As Other Papers Look At It image
Parent Issue
Day
14
Month
November
Year
1902
Copyright
Public Domain
OCR Text

AS OTHER PAPERS LOOK AT IT

JUDSON'S PERSONAL ORGAN STIRS THEM UP

Says the Threat is Infamous and Denounce a Paper's Upholding It

It is sometimes well to know how an outsider looks at things. Under the heading "An Infamous Threat," the Traverse City Eagle of Nov. 7 says:

" 'Bill' Judson seems to be preparing to carry out his pre-election threat that if Ann Arbor did not make a good showing for Bliss he would get even with the University. His personal organ, the Washtenaw Times, in an editorial intimates that the university may expect a reduction of its quarter mill to a sixth mill tax at the next session of the legislature as a punishment to the university contingent for refusing to vote for Bliss.

"The threat which Judson makes is of interest to every part of the State. He threatens to impair the usefulness of a state institution to punish a few men for refusing to cringe before a political party that favors may therefore be bestowed on them. It scarcely seems possible that a man should so far forget himself as to make such a statement much less attempt to put it into execution. A newspaper which will uphold such an infamous course is deserving of the strongest condemnation. It is hardly likely that tbe republican party will countenance Bill Judsun and the sheet that supports him."

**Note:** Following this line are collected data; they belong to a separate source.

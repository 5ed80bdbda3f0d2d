// Manages the on-disk agenda file.
//
// The persisted format is one serialized appointment per line
// (`title|year|month|day|standard_time|duration`). Loading is tolerant:
// blank lines are skipped and every other line yields a record, possibly
// with defaulted fields. Saving always rewrites the whole file through an
// atomic tmp-file rename while holding an exclusive sidecar lock, so a
// crashed write never leaves a half-written agenda behind.
use crate::agenda::Agenda;
use crate::model::Appointment;
use anyhow::{Context, Result};
use fs2::FileExt;
use std::fs;
use std::path::{Path, PathBuf};

pub struct AgendaStorage;

impl AgendaStorage {
    /// Helper to get a sidecar lock file path
    fn get_lock_path(file_path: &Path) -> PathBuf {
        let mut lock_path = file_path.to_path_buf();
        if let Some(ext) = lock_path.extension() {
            let mut new_ext = ext.to_os_string();
            new_ext.push(".lock");
            lock_path.set_extension(new_ext);
        } else {
            lock_path.set_extension("lock");
        }
        lock_path
    }

    /// Runs `f` while holding an exclusive lock on the sidecar lock file.
    pub fn with_lock<F, T>(file_path: &Path, f: F) -> Result<T>
    where
        F: FnOnce() -> Result<T>,
    {
        let lock_path = Self::get_lock_path(file_path);
        let file = fs::OpenOptions::new()
            .read(true)
            .write(true)
            .create(true)
            .truncate(false)
            .open(&lock_path)?;

        file.lock_exclusive()?;
        let result = f();
        file.unlock()?;
        result
    }

    /// Atomic write: Write to .tmp file then rename
    pub fn atomic_write<P: AsRef<Path>, C: AsRef<[u8]>>(path: P, contents: C) -> Result<()> {
        let path = path.as_ref();
        let tmp_path = path.with_extension("tmp");
        fs::write(&tmp_path, contents)?;
        fs::rename(tmp_path, path)?;
        Ok(())
    }

    /// Loads the agenda from `path`. A missing file is an empty agenda.
    pub fn load(path: &Path) -> Result<Agenda> {
        if !path.exists() {
            return Ok(Agenda::default());
        }
        let content = Self::with_lock(path, || {
            fs::read_to_string(path)
                .with_context(|| format!("Failed to read agenda file '{}'", path.display()))
        })?;

        let mut entries = Vec::new();
        for line in content.lines() {
            if line.trim().is_empty() {
                continue;
            }
            entries.push(Appointment::parse(line));
        }
        log::debug!(
            "Loaded {} appointment(s) from {}",
            entries.len(),
            path.display()
        );
        Ok(Agenda::new(entries))
    }

    /// Rewrites the whole agenda file from the in-memory entries.
    pub fn save(path: &Path, agenda: &Agenda) -> Result<()> {
        let mut contents = String::new();
        for appointment in agenda.entries() {
            contents.push_str(&appointment.to_line());
            contents.push('\n');
        }

        Self::with_lock(path, || {
            Self::atomic_write(path, &contents)
                .with_context(|| format!("Failed to write agenda file '{}'", path.display()))
        })?;
        log::debug!(
            "Saved {} appointment(s) to {}",
            agenda.len(),
            path.display()
        );
        Ok(())
    }
}
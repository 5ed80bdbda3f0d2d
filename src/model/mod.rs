// File: ./src/model/mod.rs
pub mod item;
pub mod parser;

pub use item::Appointment;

The Grand Rapids Press of the same date says;

"Though Oil Inspector Judson, before the election denied having threatened the state university with a loss of revenues if the faculty and others did not turn in and give Governor Bliss a hearty support and a big vote at the polls, his newspaper organ now intimates that the faculty having failed to support Mr. Bliss as strenuously as was desired the threatened punishment is to be inflicted.

"The utter futility of this sort of politics as a measure of personal revenge no less than the contemptible meanness, will be apparent upon very slight consideration. The members of the the faculty, it is alleged, failed to support Mr. Bliss, but it is the university that is to suffer. The legislature does not fix the salaries of the professors, and if the revenues of the university are cut down in the manner threatened it is not likely that their pay, which, compared with that of men of no greater ability or reputation, is already far less than it ought to be, will be lowered. The petty spite which dictates the threat, and will be responsible if the threatened cut is made, will fail utterly to act personally the men at whom it is directed. It is the University of Michigan and the state itself that will suffer.

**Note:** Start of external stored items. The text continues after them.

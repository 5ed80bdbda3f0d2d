// File: ./src/model/item.rs
use crate::model::parser;
use chrono::{Datelike, NaiveDate};
use std::fmt;

/// One appointment: a title plus a start date, a starting time in military
/// form (`hour*100 + minute`) and a duration in minutes.
///
/// The type is deliberately infallible: construction and every setter accept
/// arbitrary input, and an out-of-range value is silently dropped so the
/// field keeps its previous (or default) value. There is no error signal
/// distinguishable from "value unchanged by choice".
#[derive(Debug, Clone, PartialEq, Eq)]
pub struct Appointment {
    title: String,
    year: i32,
    month: i32,
    day: i32,
    time: i32,
    duration: i32,
}

impl Default for Appointment {
    fn default() -> Self {
        Self {
            title: "N/A".to_string(),
            year: 1,
            month: 1,
            day: 1,
            time: 0,
            duration: 1,
        }
    }
}

impl Appointment {
    /// Builds an appointment from one serialized line:
    /// `title|year|month|day|standard_time|duration`.
    ///
    /// Fields are trimmed; the title is always assigned (an empty segment
    /// overrides the default with the empty string); numeric fields are only
    /// parsed when the segment carries a digit, via leading-numeral
    /// extraction; the time segment is converted from 12-hour text. Every
    /// value is routed through its setter so bounds still apply.
    pub fn parse(line: &str) -> Self {
        let fields = parser::split_fields(line);
        let mut app = Self::default();

        app.set_title(&fields[0]);
        if parser::contains_digit(&fields[1])
            && let Some(year) = parser::parse_loose_int(&fields[1])
        {
            app.set_year(year);
        }
        if parser::contains_digit(&fields[2])
            && let Some(month) = parser::parse_loose_int(&fields[2])
        {
            app.set_month(month);
        }
        if parser::contains_digit(&fields[3])
            && let Some(day) = parser::parse_loose_int(&fields[3])
        {
            app.set_day(day);
        }
        app.set_time(parser::standard_to_military(&fields[4]));
        if parser::contains_digit(&fields[5])
            && let Some(duration) = parser::parse_loose_int(&fields[5])
        {
            app.set_duration(duration);
        }

        app
    }

    pub fn title(&self) -> &str {
        &self.title
    }

    pub fn year(&self) -> i32 {
        self.year
    }

    pub fn month(&self) -> i32 {
        self.month
    }

    pub fn day(&self) -> i32 {
        self.day
    }

    /// Starting time in military form.
    pub fn time(&self) -> i32 {
        self.time
    }

    /// Duration in minutes.
    pub fn duration(&self) -> i32 {
        self.duration
    }

    /// `YYYY-MM-DD`, month and day zero-padded to two digits.
    pub fn date(&self) -> String {
        format!("{}-{:02}-{:02}", self.year, self.month, self.day)
    }

    /// Starting time as 12-hour text (`1:30PM`).
    pub fn standard_time(&self) -> String {
        parser::military_to_standard(self.time)
    }

    /// Serialized line form: `title|year|month|day|standard_time|duration`.
    ///
    /// A literal `|` inside the title breaks field alignment on reparse;
    /// the format does no escaping.
    pub fn to_line(&self) -> String {
        format!(
            "{}|{}|{}|{}|{}|{}",
            self.title,
            self.year,
            self.month,
            self.day,
            self.standard_time(),
            self.duration
        )
    }

    /// The calendar date when it actually exists (day 31 of a 30-day month
    /// does not; the record model allows it regardless).
    pub fn naive_date(&self) -> Option<NaiveDate> {
        NaiveDate::from_ymd_opt(self.year, self.month as u32, self.day as u32)
    }

    /// Long human-readable form for listings, with the weekday when the
    /// stored date is a real calendar date.
    pub fn format_long(&self) -> String {
        let weekday = self
            .naive_date()
            .map(|d| format!(" {}", d.weekday()))
            .unwrap_or_default();
        format!(
            "{}{}  {:>7}  {:>4}m  {}",
            self.date(),
            weekday,
            self.standard_time(),
            self.duration,
            self.title
        )
    }

    pub fn set_title(&mut self, title: &str) {
        self.title = title.trim().to_string();
    }

    pub fn set_year(&mut self, year: i32) {
        if year >= 0 {
            self.year = year;
        }
    }

    pub fn set_month(&mut self, month: i32) {
        if (1..=12).contains(&month) {
            self.month = month;
        }
    }

    pub fn set_day(&mut self, day: i32) {
        if (1..=31).contains(&day) {
            self.day = day;
        }
    }

    pub fn set_time(&mut self, time: i32) {
        // Hours within bounds, then minutes within bounds
        if (0..2400).contains(&time) && time % 100 < 60 {
            self.time = time;
        }
    }

    pub fn set_duration(&mut self, duration: i32) {
        if duration >= 0 {
            self.duration = duration;
        }
    }

    pub fn set_date(&mut self, year: i32, month: i32, day: i32) {
        self.set_year(year);
        self.set_month(month);
        self.set_day(day);
    }
}

impl fmt::Display for Appointment {
    fn fmt(&self, f: &mut fmt::Formatter<'_>) -> fmt::Result {
        write!(f, "{}", self.to_line())
    }
}

#[cfg(test)]
mod tests {
    use super::*;

    #[test]
    fn default_values() {
        let app = Appointment::default();
        assert_eq!(app.title(), "N/A");
        assert_eq!(app.year(), 1);
        assert_eq!(app.month(), 1);
        assert_eq!(app.day(), 1);
        assert_eq!(app.time(), 0);
        assert_eq!(app.duration(), 1);
    }

    #[test]
    fn setters_reject_out_of_range_silently() {
        let mut app = Appointment::default();
        app.set_month(5);
        app.set_month(13);
        assert_eq!(app.month(), 5);
        app.set_month(0);
        assert_eq!(app.month(), 5);

        app.set_year(-1);
        assert_eq!(app.year(), 1);
        app.set_day(32);
        assert_eq!(app.day(), 1);
        app.set_day(0);
        assert_eq!(app.day(), 1);
        app.set_duration(-10);
        assert_eq!(app.duration(), 1);
    }

    #[test]
    fn time_setter_checks_hour_and_minute_bounds() {
        let mut app = Appointment::default();
        app.set_time(2359);
        assert_eq!(app.time(), 2359);
        app.set_time(2400);
        assert_eq!(app.time(), 2359);
        app.set_time(1160); // minute out of bounds
        assert_eq!(app.time(), 2359);
        app.set_time(-1);
        assert_eq!(app.time(), 2359);
        app.set_time(0);
        assert_eq!(app.time(), 0);
    }

    #[test]
    fn title_is_stripped_and_empty_overrides_default() {
        let mut app = Appointment::default();
        app.set_title("  Dentist  ");
        assert_eq!(app.title(), "Dentist");

        // A whitespace-only title segment still replaces the default.
        let parsed = Appointment::parse("   |2024|3|15|2:30pm|60");
        assert_eq!(parsed.title(), "");
    }

    #[test]
    fn parse_full_line_scenario() {
        let app = Appointment::parse("Meeting | 2024 | 3 | 15 | 2:30pm | 60");
        assert_eq!(app.title(), "Meeting");
        assert_eq!(app.year(), 2024);
        assert_eq!(app.month(), 3);
        assert_eq!(app.day(), 15);
        assert_eq!(app.time(), 1430);
        assert_eq!(app.duration(), 60);
        assert_eq!(app.date(), "2024-03-15");
        assert_eq!(app.to_line(), "Meeting|2024|3|15|2:30PM|60");
    }

    #[test]
    fn parse_keeps_defaults_for_digitless_or_invalid_fields() {
        let app = Appointment::parse("Lunch|abc|14|ab3|noon|x");
        assert_eq!(app.title(), "Lunch");
        assert_eq!(app.year(), 1); // no digit
        assert_eq!(app.month(), 1); // 14 rejected by setter
        assert_eq!(app.day(), 1); // digit-bearing but no numeral prefix
        assert_eq!(app.time(), 0); // unconvertible time
        assert_eq!(app.duration(), 1); // no digit
    }

    #[test]
    fn parse_accepts_loose_numeric_segments() {
        let app = Appointment::parse("Gym|2024ad|3x|15th|9:05a|45min");
        assert_eq!(app.year(), 2024);
        assert_eq!(app.month(), 3);
        assert_eq!(app.day(), 15);
        assert_eq!(app.time(), 905);
        assert_eq!(app.duration(), 45);
    }

    #[test]
    fn parse_short_line_leaves_trailing_defaults() {
        let app = Appointment::parse("Standup|2025");
        assert_eq!(app.title(), "Standup");
        assert_eq!(app.year(), 2025);
        assert_eq!(app.month(), 1);
        assert_eq!(app.time(), 0);
        assert_eq!(app.duration(), 1);
    }

    #[test]
    fn serialize_parse_round_trip() {
        let mut app = Appointment::default();
        app.set_title("Review");
        app.set_date(2026, 8, 27);
        app.set_time(1745);
        app.set_duration(30);

        let reparsed = Appointment::parse(&app.to_line());
        assert_eq!(reparsed, app);
    }

    #[test]
    fn round_trip_at_time_boundaries() {
        for t in [0, 59, 1159, 1200, 1259, 1300, 2359] {
            let mut app = Appointment::default();
            app.set_time(t);
            assert_eq!(Appointment::parse(&app.to_line()).time(), t);
        }
    }

    #[test]
    fn equality_is_structural_and_case_sensitive() {
        let a = Appointment::parse("Meeting|2024|3|15|2:30PM|60");
        let b = Appointment::parse("Meeting|2024|3|15|2:30PM|60");
        let c = Appointment::parse("meeting|2024|3|15|2:30PM|60");
        assert_eq!(a, b);
        assert_ne!(a, c);
    }

    #[test]
    fn naive_date_rejects_impossible_calendar_dates() {
        let app = Appointment::parse("X|2024|2|31|1:00pm|5");
        assert_eq!(app.day(), 31); // the record model is permissive
        assert!(app.naive_date().is_none()); // but it is not a real date
    }
}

"The Press is loth to believe that the republican organization of Michigan will disgrace itself by lending its aid to peanut politics in connection with an institution like the university. It does not believe that Governor Bliss, who in private life is liberal-minded and public-spirited, sanctions the course of his lieutenant or that he will consent to a movement in his name against the university.

"But the friends of the university and of political decency should run no chances in this matter, but should keep their eyes on the legislature, and if Inspector Judson or his allies attempts to put his threat into execution should take vigorous steps to defeat it."